Kontinental ‘25 é um reflexão sobre os problemas habitacionais da atualidade
Radu Jude revelou-se um cineasta prolífico nos últimos anos, a ponto de apresentar dois filmes na 49ª Mostra de Cinema de São Paulo: “Drácula”, já anteriormente abordado neste site, e “Kontinental ‘25”. Ambos dialogam ao traçarem críticas sociais contundentes e contemporâneas, além de compartilharem diversos intérpretes em seus elencos. No entanto, diferenciam-se significativamente em termos narrativos, sobretudo na abordagem do humor.
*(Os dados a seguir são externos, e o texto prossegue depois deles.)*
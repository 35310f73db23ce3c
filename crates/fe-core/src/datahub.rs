//! Asset topology, field mapping and stream log for the Data Hub page.
//!
//! Everything here is a fixed mock; nothing is ingested.

use std::collections::HashSet;

use serde::Serialize;

// ---------------------------------------------------------------------------
// Topology
// ---------------------------------------------------------------------------

#[derive(Debug, Clone, Copy, PartialEq, Eq, Serialize)]
#[serde(rename_all = "snake_case")]
pub enum NodeKind {
    Site,
    Building,
    Equipment,
}

#[derive(Debug, Clone, Copy, PartialEq, Eq, Serialize)]
#[serde(rename_all = "snake_case")]
pub enum NodeStatus {
    Online,
    Warning,
    Offline,
}

impl NodeStatus {
    pub fn label(&self) -> &'static str {
        match self {
            NodeStatus::Online => "Online",
            NodeStatus::Warning => "Warning",
            NodeStatus::Offline => "Offline",
        }
    }
}

#[derive(Debug, Clone, PartialEq, Serialize)]
pub struct TopologyNode {
    pub id: &'static str,
    pub name: &'static str,
    pub kind: NodeKind,
    /// Only equipment reports a status.
    pub status: Option<NodeStatus>,
    pub children: Vec<TopologyNode>,
}

impl TopologyNode {
    fn group(id: &'static str, name: &'static str, kind: NodeKind, children: Vec<TopologyNode>) -> Self {
        Self { id, name, kind, status: None, children }
    }

    fn equipment(id: &'static str, name: &'static str, status: NodeStatus) -> Self {
        Self {
            id,
            name,
            kind: NodeKind::Equipment,
            status: Some(status),
            children: Vec::new(),
        }
    }

    pub fn has_children(&self) -> bool {
        !self.children.is_empty()
    }
}

/// Nodes expanded when the page first opens.
pub const DEFAULT_EXPANDED: [&str; 2] = ["site-1", "bldg-1a"];

/// Equipment selected when the page first opens.
pub const DEFAULT_EQUIPMENT: &str = "eq-1";

pub fn topology() -> Vec<TopologyNode> {
    use NodeKind::{Building, Site};
    use NodeStatus::{Offline, Online, Warning};

    vec![
        TopologyNode::group(
            "site-1",
            "Taipei HQ",
            Site,
            vec![
                TopologyNode::group(
                    "bldg-1a",
                    "Building A",
                    Building,
                    vec![
                        TopologyNode::equipment("eq-1", "Chiller-1 (Main)", Online),
                        TopologyNode::equipment("eq-2", "AHU-Roof", Warning),
                        TopologyNode::equipment("eq-3", "Smart Meter (Floor 5)", Online),
                    ],
                ),
                TopologyNode::group(
                    "bldg-1b",
                    "Data Center Annex",
                    Building,
                    vec![
                        TopologyNode::equipment("eq-4", "CRAC-1", Online),
                        TopologyNode::equipment("eq-5", "UPS Bank A", Online),
                    ],
                ),
            ],
        ),
        TopologyNode::group(
            "site-2",
            "Taichung Plant",
            Site,
            vec![TopologyNode::group(
                "bldg-2a",
                "Fab 1",
                Building,
                vec![TopologyNode::equipment("eq-6", "Air Compressor 01", Offline)],
            )],
        ),
    ]
}

/// Depth-first search by id.
pub fn find_node<'a>(nodes: &'a [TopologyNode], id: &str) -> Option<&'a TopologyNode> {
    nodes.iter().find_map(|n| {
        if n.id == id {
            Some(n)
        } else {
            find_node(&n.children, id)
        }
    })
}

/// One line of the flattened tree.
#[derive(Debug, Clone, Copy, PartialEq)]
pub struct TreeRow<'a> {
    pub depth: usize,
    pub node: &'a TopologyNode,
    pub expanded: bool,
}

/// Rows currently visible: children appear only under expanded parents.
pub fn visible_rows<'a>(nodes: &'a [TopologyNode], expanded: &HashSet<&str>) -> Vec<TreeRow<'a>> {
    fn walk<'a>(nodes: &'a [TopologyNode], depth: usize, expanded: &HashSet<&str>, out: &mut Vec<TreeRow<'a>>) {
        for node in nodes {
            let open = expanded.contains(node.id);
            out.push(TreeRow { depth, node, expanded: open });
            if open {
                walk(&node.children, depth + 1, expanded, out);
            }
        }
    }
    let mut out = Vec::new();
    walk(nodes, 0, expanded, &mut out);
    out
}

/// Equipment counts as `(online, warning, offline)`.
pub fn status_counts(nodes: &[TopologyNode]) -> (usize, usize, usize) {
    nodes.iter().fold((0, 0, 0), |(on, warn, off), n| {
        let (c_on, c_warn, c_off) = status_counts(&n.children);
        let own = match n.status {
            Some(NodeStatus::Online) => (1, 0, 0),
            Some(NodeStatus::Warning) => (0, 1, 0),
            Some(NodeStatus::Offline) => (0, 0, 1),
            None => (0, 0, 0),
        };
        (on + c_on + own.0, warn + c_warn + own.1, off + c_off + own.2)
    })
}

// ---------------------------------------------------------------------------
// Field mapping
// ---------------------------------------------------------------------------

#[derive(Debug, Clone, Copy, PartialEq, Eq, Serialize)]
pub struct SystemVariable {
    pub id: &'static str,
    pub label: &'static str,
}

pub const SYSTEM_VARIABLES: [SystemVariable; 6] = [
    SystemVariable { id: "sys_temp_in", label: "Chilled Water Inlet Temp (°C)" },
    SystemVariable { id: "sys_temp_out", label: "Chilled Water Outlet Temp (°C)" },
    SystemVariable { id: "sys_flow", label: "Water Flow Rate (L/s)" },
    SystemVariable { id: "sys_power", label: "Active Power (kW)" },
    SystemVariable { id: "sys_energy", label: "Accumulated Energy (kWh)" },
    SystemVariable { id: "sys_time", label: "Observation Time" },
];

/// Source column and the system variable it is bound to, if any.
#[derive(Debug, Clone, Copy, PartialEq, Eq, Serialize)]
pub struct FieldMapping {
    pub source: &'static str,
    pub target: Option<SystemVariable>,
}

pub fn field_mappings() -> Vec<FieldMapping> {
    let var = |id: &str| SYSTEM_VARIABLES.iter().copied().find(|v| v.id == id);
    vec![
        FieldMapping { source: "T_in", target: var("sys_temp_in") },
        FieldMapping { source: "T_out", target: var("sys_temp_out") },
        FieldMapping { source: "Flow_Rate", target: None },
        FieldMapping { source: "Power_kW", target: var("sys_power") },
        FieldMapping { source: "Timestamp_Raw", target: None },
    ]
}

// ---------------------------------------------------------------------------
// Stream pulse
// ---------------------------------------------------------------------------

#[derive(Debug, Clone, Copy, PartialEq, Serialize)]
pub struct StreamHealth {
    pub throughput_pts_per_sec: u32,
    pub completeness_percent: f64,
}

pub const STREAM_HEALTH: StreamHealth = StreamHealth {
    throughput_pts_per_sec: 24,
    completeness_percent: 99.8,
};

#[derive(Debug, Clone, Copy, PartialEq, Eq, Serialize)]
#[serde(rename_all = "snake_case")]
pub enum LogLevel {
    Success,
    Warning,
    Info,
    Error,
}

#[derive(Debug, Clone, PartialEq, Serialize)]
pub struct SyncLogEntry {
    pub id: u32,
    pub time: &'static str,
    pub level: LogLevel,
    pub message: &'static str,
}

/// Newest first.
pub fn sync_log() -> Vec<SyncLogEntry> {
    vec![
        SyncLogEntry {
            id: 1,
            time: "10:45:01",
            level: LogLevel::Success,
            message: "API Sync complete: 140 records fetched (Chiller-1)",
        },
        SyncLogEntry {
            id: 2,
            time: "10:30:12",
            level: LogLevel::Warning,
            message: "CSV Parse Warning: Row 45 detected Null value in [Flow_Rate]",
        },
        SyncLogEntry {
            id: 3,
            time: "10:15:00",
            level: LogLevel::Info,
            message: "Stream initialized for Smart Meter (Floor 5)",
        },
        SyncLogEntry {
            id: 4,
            time: "09:00:23",
            level: LogLevel::Success,
            message: "Nightly batch processing completed.",
        },
        SyncLogEntry {
            id: 5,
            time: "08:42:11",
            level: LogLevel::Error,
            message: "Connection timeout to CRAC-1 MQTT Broker.",
        },
    ]
}

#[cfg(test)]
mod tests {
    use super::*;

    fn default_expanded() -> HashSet<&'static str> {
        DEFAULT_EXPANDED.into_iter().collect()
    }

    #[test]
    fn default_tree_shows_first_building() {
        let nodes = topology();
        let rows = visible_rows(&nodes, &default_expanded());
        let names: Vec<&str> = rows.iter().map(|r| r.node.name).collect();
        assert_eq!(
            names,
            [
                "Taipei HQ",
                "Building A",
                "Chiller-1 (Main)",
                "AHU-Roof",
                "Smart Meter (Floor 5)",
                "Data Center Annex",
                "Taichung Plant",
            ]
        );
        assert_eq!(rows[2].depth, 2);
        assert!(rows[0].expanded);
        assert!(!rows[5].expanded);
    }

    #[test]
    fn collapsed_tree_shows_sites_only() {
        let nodes = topology();
        let rows = visible_rows(&nodes, &HashSet::new());
        assert_eq!(rows.len(), 2);
        assert!(rows.iter().all(|r| r.node.kind == NodeKind::Site));
    }

    #[test]
    fn expanding_a_child_of_a_collapsed_parent_shows_nothing() {
        let nodes = topology();
        let expanded: HashSet<&str> = ["bldg-2a"].into_iter().collect();
        assert_eq!(visible_rows(&nodes, &expanded).len(), 2);
    }

    #[test]
    fn find_node_searches_every_level() {
        let nodes = topology();
        let eq = find_node(&nodes, "eq-6").unwrap();
        assert_eq!(eq.name, "Air Compressor 01");
        assert_eq!(eq.status, Some(NodeStatus::Offline));
        assert_eq!(find_node(&nodes, DEFAULT_EQUIPMENT).unwrap().kind, NodeKind::Equipment);
        assert!(find_node(&nodes, "eq-99").is_none());
    }

    #[test]
    fn only_equipment_has_status() {
        let nodes = topology();
        let all = visible_rows(&nodes, &["site-1", "site-2", "bldg-1a", "bldg-1b", "bldg-2a"].into_iter().collect());
        assert_eq!(all.len(), 11);
        for row in all {
            assert_eq!(row.node.status.is_some(), row.node.kind == NodeKind::Equipment);
        }
        assert_eq!(status_counts(&nodes), (4, 1, 1));
    }

    #[test]
    fn mappings_bind_known_variables() {
        let maps = field_mappings();
        assert_eq!(maps.len(), 5);
        assert_eq!(maps[3].target.map(|v| v.id), Some("sys_power"));
        assert_eq!(maps.iter().filter(|m| m.target.is_none()).count(), 2);
    }

    #[test]
    fn sync_log_has_every_level() {
        let log = sync_log();
        for level in [LogLevel::Success, LogLevel::Warning, LogLevel::Info, LogLevel::Error] {
            assert!(log.iter().any(|e| e.level == level));
        }
        assert_eq!(serde_json::to_value(&log[4]).unwrap()["level"], "error");
    }
}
Enquanto um recorre ao escatológico, o outro adota uma postura contida, evidenciando o esforço do diretor em evitar a repetição formal, mesmo que o conteúdo orbite em torno de temáticas semelhantes.
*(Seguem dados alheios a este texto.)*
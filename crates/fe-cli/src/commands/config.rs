use std::path::Path;

use fe_core::config::Config;

/// Effective config as TOML, or just its location when `path` is given.
pub fn render(cfg: &Config, path: Option<&Path>) -> anyhow::Result<String> {
    match path {
        Some(p) => Ok(p.display().to_string()),
        None => Ok(cfg.to_toml()?),
    }
}
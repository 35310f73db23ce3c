use fe_core::entitlement::decide;

/// Evaluate the gate for a free-form feature name and print the decision.
pub fn render(feature: &str, premium: bool, description: Option<&str>) -> anyhow::Result<String> {
    let decision = decide(premium, feature, description);
    Ok(serde_json::to_string_pretty(&decision)?)
}

#[cfg(test)]
mod tests {
    use super::*;

    #[test]
    fn non_premium_without_description() {
        let v: serde_json::Value =
            serde_json::from_str(&render("Energy Prediction", false, None).unwrap()).unwrap();
        assert_eq!(v["mode"], "gated");
        assert!(v["prompt_text"].as_str().unwrap().contains("Energy Prediction"));
    }

    #[test]
    fn premium_with_description() {
        let v: serde_json::Value =
            serde_json::from_str(&render("Energy Prediction", true, Some("desc")).unwrap()).unwrap();
        assert_eq!(v["mode"], "open");
        assert_eq!(v["prompt_text"], "");
    }
}
mod commands;

use std::path::PathBuf;

use clap::{Parser, Subcommand};
use fe_core::config::Config;
use fe_core::plan::PlanTier;

/// FlowEnergy CLI -- browse the analytics catalogue and its plan gating.
#[derive(Parser)]
#[command(name = "flowenergy", version, about)]
struct Cli {
    /// Read configuration from this file instead of ~/.flowenergy/config.toml.
    #[arg(long, global = true)]
    config: Option<PathBuf>,

    #[command(subcommand)]
    command: Option<Commands>,
}

#[derive(Subcommand)]
enum Commands {
    /// List the chart catalogue with lock state (default when no subcommand is given).
    Charts {
        /// Plan tier to evaluate against (free, pro, enterprise).
        #[arg(long)]
        plan: Option<PlanTier>,
    },

    /// Print one chart's dataset.
    Chart {
        /// Chart id, e.g. `consumption` or `pareto`.
        id: String,
        #[arg(long)]
        plan: Option<PlanTier>,
        /// Emit JSON records instead of a table.
        #[arg(long)]
        json: bool,
    },

    /// Evaluate the entitlement gate for an arbitrary feature name.
    Gate {
        feature: String,
        /// Evaluate as a premium user.
        #[arg(long)]
        premium: bool,
        /// Custom prompt text shown when gated.
        #[arg(long)]
        description: Option<String>,
    },

    /// Show per-plan limits and features.
    Plans,

    /// Build a report module selection and count its pages.
    Reports {
        #[arg(long)]
        plan: Option<PlanTier>,
        /// Module ids to toggle on top of the configured defaults.
        #[arg(long, num_args = 1..)]
        select: Vec<String>,
    },

    /// Print the effective configuration as TOML.
    Config {
        /// Print the config file location instead.
        #[arg(long)]
        path: bool,
    },
}

fn main() -> anyhow::Result<()> {
    let cli = Cli::parse();

    let cfg = match &cli.config {
        Some(path) => Config::load_from(path)?,
        None => Config::load()?,
    };
    fe_telemetry::logging::init("flowenergy", &cfg.general.log_level, cfg.general.log_json);

    let default_tier = cfg.plan.default_tier()?;
    let (span, trace_id) = fe_telemetry::tracing_setup::create_operation_span("cli");
    let _guard = span.enter();
    tracing::debug!(%trace_id, tier = %default_tier, "cli start");

    let out = match cli.command {
        None => commands::charts::render(default_tier, &cfg)?,
        Some(Commands::Charts { plan }) => commands::charts::render(plan.unwrap_or(default_tier), &cfg)?,
        Some(Commands::Chart { id, plan, json }) => {
            commands::chart::render(&id, plan.unwrap_or(default_tier), json)?
        }
        Some(Commands::Gate {
            feature,
            premium,
            description,
        }) => commands::gate::render(&feature, premium, description.as_deref())?,
        Some(Commands::Plans) => commands::plans::render(),
        Some(Commands::Reports { plan, select }) => {
            commands::reports::render(plan.unwrap_or(default_tier), &cfg, &select)?
        }
        Some(Commands::Config { path }) => {
            let location = cli.config.clone().unwrap_or_else(Config::default_path);
            commands::config::render(&cfg, path.then_some(location.as_path()))?
        }
    };

    println!("{out}");
    Ok(())
}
“Kontinental ‘25” é o mais comedido, centrando-se em reflexões em detrimento de ações. Sua protagonista é uma mulher consumida pela culpa após o suicídio de um morador de rua sob sua responsabilidade — ela integra uma equipe governamental encarregada de despejar ocupantes de imóveis invadidos. Ao longo da trama, ela relata o episódio a amigos e familiares, quase sempre em lágrimas, buscando nas palavras alheias algum alívio. Contudo, o que encontra com frequência é indiferença, críticas veladas ou conselhos superficiais, típicos da classe média contemporânea, que observa a miséria ao redor e, para mitigar a própria culpa, faz doações pontuais a ONGs ou tenta esquecer tudo assistindo a filmes ou séries na Netflix.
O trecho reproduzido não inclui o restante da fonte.